Aujourd’hui sort A l’envers, à l’endroit, la première biographie crédible de Noir Désir après le drame de Vilnius. Au-delà de la polémique, elle raconte la poésie rageuse et les zones d’ombre de son chanteur Bertrand Cantat.

par Christophe Dutoit
noirdesirComme si le simple fait d’évoquer Noir Désir était déjà un gros mot… La semaine passée, alors même que la biographie A l’envers, à l’endroit était encore sous presse (elle sort aujourd’hui), la polémique enflait autour de la page 213. Dans la bouche du batteur Denis Barthes, l’auteur Marc Besse raconte l’implosion du groupe, en 2010: «Nous étions tous assis là.
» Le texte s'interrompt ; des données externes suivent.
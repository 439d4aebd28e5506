//! Tax specialist step
//!
//! Populates income and deductions on the shared context, derives the
//! bracket and regime recommendation, and asks the generative advisor for
//! a short rationale.

use crate::advisor::GenerativeAdvisor;
use crate::console::{Console, Persona};
use crate::context::FinancialContext;
use crate::input::{non_negative, parse_amount, read_validated};
use crate::tax;
use crate::Result;
use colored::Color;
use tracing::info;

const TAXWELL: Persona = Persona {
    name: "Taxwell",
    color: Color::Green,
};

pub struct TaxSpecialist;

impl TaxSpecialist {
    pub async fn run<C: Console>(
        &self,
        console: &mut C,
        advisor: &GenerativeAdvisor,
        context: &mut FinancialContext,
    ) -> Result<()> {
        console.say(
            &TAXWELL,
            "I need to assess your tax situation to build your financial profile.",
        );

        let income = match context.income {
            Some(value) => value,
            None => {
                let value = read_validated(
                    console,
                    &TAXWELL,
                    "Please enter your total annual income (in INR): ",
                    parse_amount,
                    non_negative("Income"),
                )?;
                context.income = Some(value);
                value
            }
        };

        let deductions = match context.deductions {
            Some(value) => value,
            None => {
                let value = read_validated(
                    console,
                    &TAXWELL,
                    "Enter your total deductions (e.g., 80C, 80D). Enter 0 if none: ",
                    parse_amount,
                    non_negative("Deductions"),
                )?;
                context.deductions = Some(value);
                value
            }
        };

        console.say(
            &TAXWELL,
            &format!(
                "Thanks. Calculating tax for an income of ₹{:.2} and deductions of ₹{:.2}...",
                income, deductions
            ),
        );

        let assessment = tax::assess(income, deductions);

        context.tax_bracket = Some(assessment.bracket);
        context.recommended_regime = Some(assessment.regime);

        info!(
            session_id = %context.session_id,
            regime = assessment.regime.label(),
            bracket = assessment.bracket,
            "Tax assessment recorded on context"
        );

        console.say(
            &TAXWELL,
            &format!(
                "Here's your tax summary:\n\n\
                 Old Regime:\n\
                 - Taxable Income: ₹{:.2}\n\
                 - Tax Liability:  ₹{}\n\n\
                 New Regime (Default):\n\
                 - Taxable Income: ₹{:.2}\n\
                 - Tax Liability:  ₹{}\n\n\
                 Recommendation: the {}, with a marginal bracket of ~{}.",
                assessment.taxable_old,
                assessment.tax_old,
                assessment.taxable_new,
                assessment.tax_new,
                assessment.regime.label(),
                assessment.bracket
            ),
        );

        let prompt = format!(
            "My annual income is {:.0} INR with deductions of {:.0} INR. My recommended tax regime is the {}. Briefly summarize why this regime is better for me.",
            income,
            deductions,
            assessment.regime.label()
        );
        let summary = advisor.advise(console, &prompt).await;
        console.say(&TAXWELL, &summary);

        Ok(())
    }
}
D’un coup, dans la discussion, Bertrand a complètement changé et s’est comporté comme une ordure. Il s’est positionné comme une victime. Vilnius n’était pas de sa faute. Comme si Marie avait glissé sur une savonnette. […] Il nous a tous accusés d’avoir besoin de sa notoriété. Il était en plein délire. J’ai vite compris son jeu. Il a fait avec nous ce qu’il a toujours fait avec les femmes et les copines depuis que je le connais: quand il a envie de rompre, il pousse les gens au bout de leurs limites pour que ce soit eux qui mettent fin à l’histoire et lui évitent de prendre ses responsabilités. Il ne sait pas s’arrêter et préfère fuir. […] On répétait depuis des semaines et des semaines. Tout était prêt pour passer à l’enregistrement. Mais il n’avait pas fini un seul texte… Il a eu peur, il a voulu se défiler peut-être.»

à suivre…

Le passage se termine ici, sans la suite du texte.